In-Situ Ellipsometry for the Determination of Thermal Transitions and Relaxations in Organic Photovoltaic Materials

Characterization of thermodynamic transitions and kinetic processes in optoelectronic materials is critical for understanding the optimized processing conditions and final device structural stability. Differential scanning calorimetry (DSC) is traditionally used to determine melting, crystallization, and glass transition temperatures as well as additional transitions, such as polymorphic solid-solid transitions. These transition temperatures are utilized to understand the general structure-property relations of materials and can be used to inform processing protocols in device fabrication in order to facilitate the formation of preferable microstructures for optimized electronic properties. However, traditional DSC experiments are limited to bulk-like samples and cannot characterize device relevant, controlled thin film geometries.

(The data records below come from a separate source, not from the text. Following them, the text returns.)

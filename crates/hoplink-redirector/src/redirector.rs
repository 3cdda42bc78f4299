use crate::error::Result;
use async_trait::async_trait;
use hoplink_core::UrlRecord;

/// Outcome of resolving a short code.
///
/// "Never existed" and "existed but expired" are distinct so the caller
/// can present different responses (e.g. 404 vs 410).
#[derive(Debug, Clone, PartialEq)]
pub enum Resolution {
    /// A live mapping; redirect to its URL.
    Found(UrlRecord),
    /// Degenerate input (empty, or a static-asset-looking path); the
    /// caller should handle it, this is not an error.
    NotApplicable,
    /// No mapping exists for this code.
    NotFound,
    /// A mapping existed but its expiry has passed.
    Expired,
}

#[async_trait]
pub trait Redirector: Send + Sync + 'static {
    /// Resolves a short code to its stored URL record.
    async fn resolve(&self, code: &str) -> Result<Resolution>;
}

Here we demonstrate that ellipsometry is at least as capable as traditional DSC experiments to determine relevant thermal transitions through a direct comparison using a range of optoelectronic and benchmarking materials. In addition, ellipsometry measurement protocols can uncover kinetic characteristics and possible additional transitions that are not observed in traditional DSC. Furthermore, ellipsometry observes density changes associated with free volume and molecular packing and associated hysteresis during temperature sweeps directly, an avenue of inquiry underutilized to date. We anticipate that ellipsometry protocols will allow for a more widely used, powerful complement to DSC characterization.